Copy nothing from the entries below except the lines from the one containing "RFC 3339, or" through the one containing "pub mod validate;", and copy those exactly.

START EXERCISE MATERIAL

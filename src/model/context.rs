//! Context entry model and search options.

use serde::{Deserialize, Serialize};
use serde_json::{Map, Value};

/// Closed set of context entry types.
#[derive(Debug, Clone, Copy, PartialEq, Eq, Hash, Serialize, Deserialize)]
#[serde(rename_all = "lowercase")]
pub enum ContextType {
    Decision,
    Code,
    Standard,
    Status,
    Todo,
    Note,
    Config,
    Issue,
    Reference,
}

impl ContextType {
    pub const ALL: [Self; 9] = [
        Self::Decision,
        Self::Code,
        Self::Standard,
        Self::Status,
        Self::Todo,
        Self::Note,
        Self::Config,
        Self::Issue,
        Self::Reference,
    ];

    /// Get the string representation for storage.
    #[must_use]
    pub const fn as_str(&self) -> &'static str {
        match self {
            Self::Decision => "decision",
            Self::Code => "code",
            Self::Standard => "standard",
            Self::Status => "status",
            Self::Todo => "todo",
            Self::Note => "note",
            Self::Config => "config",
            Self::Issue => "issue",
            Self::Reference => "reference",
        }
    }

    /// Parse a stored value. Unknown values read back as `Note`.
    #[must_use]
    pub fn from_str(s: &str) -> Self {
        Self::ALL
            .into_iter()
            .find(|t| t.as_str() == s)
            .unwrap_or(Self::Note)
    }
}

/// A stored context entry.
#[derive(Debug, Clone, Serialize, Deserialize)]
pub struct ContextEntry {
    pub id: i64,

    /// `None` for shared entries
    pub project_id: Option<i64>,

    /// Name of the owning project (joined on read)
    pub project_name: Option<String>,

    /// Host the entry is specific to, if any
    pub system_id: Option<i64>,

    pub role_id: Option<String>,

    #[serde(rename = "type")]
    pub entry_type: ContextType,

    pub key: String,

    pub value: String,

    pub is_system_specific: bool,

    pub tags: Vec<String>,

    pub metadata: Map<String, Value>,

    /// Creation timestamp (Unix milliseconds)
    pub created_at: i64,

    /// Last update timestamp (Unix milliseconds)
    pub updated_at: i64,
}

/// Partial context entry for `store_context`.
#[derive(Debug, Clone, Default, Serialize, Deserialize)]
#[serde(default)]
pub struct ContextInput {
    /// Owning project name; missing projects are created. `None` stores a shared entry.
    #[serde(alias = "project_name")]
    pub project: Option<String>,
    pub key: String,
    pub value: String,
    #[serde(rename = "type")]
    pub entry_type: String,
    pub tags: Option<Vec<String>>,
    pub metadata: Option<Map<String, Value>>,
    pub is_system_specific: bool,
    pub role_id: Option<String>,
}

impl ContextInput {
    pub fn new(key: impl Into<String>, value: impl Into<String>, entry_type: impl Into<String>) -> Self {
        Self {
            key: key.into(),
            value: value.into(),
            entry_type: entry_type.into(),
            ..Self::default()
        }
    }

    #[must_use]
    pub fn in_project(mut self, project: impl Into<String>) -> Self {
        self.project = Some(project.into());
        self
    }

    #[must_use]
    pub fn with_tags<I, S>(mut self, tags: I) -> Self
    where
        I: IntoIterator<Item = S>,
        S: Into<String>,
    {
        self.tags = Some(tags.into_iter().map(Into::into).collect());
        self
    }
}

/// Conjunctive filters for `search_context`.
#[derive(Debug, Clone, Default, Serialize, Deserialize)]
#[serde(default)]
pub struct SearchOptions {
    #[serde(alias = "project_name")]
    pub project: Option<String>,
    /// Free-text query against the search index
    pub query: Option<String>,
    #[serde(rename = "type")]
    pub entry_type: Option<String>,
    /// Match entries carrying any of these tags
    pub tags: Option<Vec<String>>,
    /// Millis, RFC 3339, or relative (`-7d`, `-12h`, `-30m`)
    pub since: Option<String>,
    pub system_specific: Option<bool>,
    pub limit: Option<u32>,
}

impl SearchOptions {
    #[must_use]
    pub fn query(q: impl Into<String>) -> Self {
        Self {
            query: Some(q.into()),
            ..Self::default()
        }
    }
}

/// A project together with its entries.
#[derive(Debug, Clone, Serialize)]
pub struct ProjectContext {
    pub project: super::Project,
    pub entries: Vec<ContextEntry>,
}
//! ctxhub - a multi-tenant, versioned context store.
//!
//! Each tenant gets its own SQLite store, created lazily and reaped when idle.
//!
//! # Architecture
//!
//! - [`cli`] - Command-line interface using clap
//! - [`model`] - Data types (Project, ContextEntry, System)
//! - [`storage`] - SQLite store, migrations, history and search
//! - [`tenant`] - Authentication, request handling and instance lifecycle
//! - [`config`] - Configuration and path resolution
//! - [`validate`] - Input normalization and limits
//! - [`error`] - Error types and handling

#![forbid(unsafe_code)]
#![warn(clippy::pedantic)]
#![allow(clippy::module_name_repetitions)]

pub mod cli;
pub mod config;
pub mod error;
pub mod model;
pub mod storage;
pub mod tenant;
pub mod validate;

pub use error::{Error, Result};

END EXERCISE MATERIAL

SOLVED EXERCISE »
    /// Millis, RFC 3339, or relative (`-7d`, `-12h`, `-30m`)
    pub since: Option<String>,
    pub system_specific: Option<bool>,
    pub limit: Option<u32>,
}

impl SearchOptions {
    #[must_use]
    pub fn query(q: impl Into<String>) -> Self {
        Self {
            query: Some(q.into()),
            ..Self::default()
        }
    }
}

/// A project together with its entries.
#[derive(Debug, Clone, Serialize)]
pub struct ProjectContext {
    pub project: super::Project,
    pub entries: Vec<ContextEntry>,
}
//! ctxhub - a multi-tenant, versioned context store.
//!
//! Each tenant gets its own SQLite store, created lazily and reaped when idle.
//!
//! # Architecture
//!
//! - [`cli`] - Command-line interface using clap
//! - [`model`] - Data types (Project, ContextEntry, System)
//! - [`storage`] - SQLite store, migrations, history and search
//! - [`tenant`] - Authentication, request handling and instance lifecycle
//! - [`config`] - Configuration and path resolution
//! - [`validate`] - Input normalization and limits
//! - [`error`] - Error types and handling

#![forbid(unsafe_code)]
#![warn(clippy::pedantic)]
#![allow(clippy::module_name_repetitions)]

pub mod cli;
pub mod config;
pub mod error;
pub mod model;
pub mod storage;
pub mod tenant;
pub mod validate;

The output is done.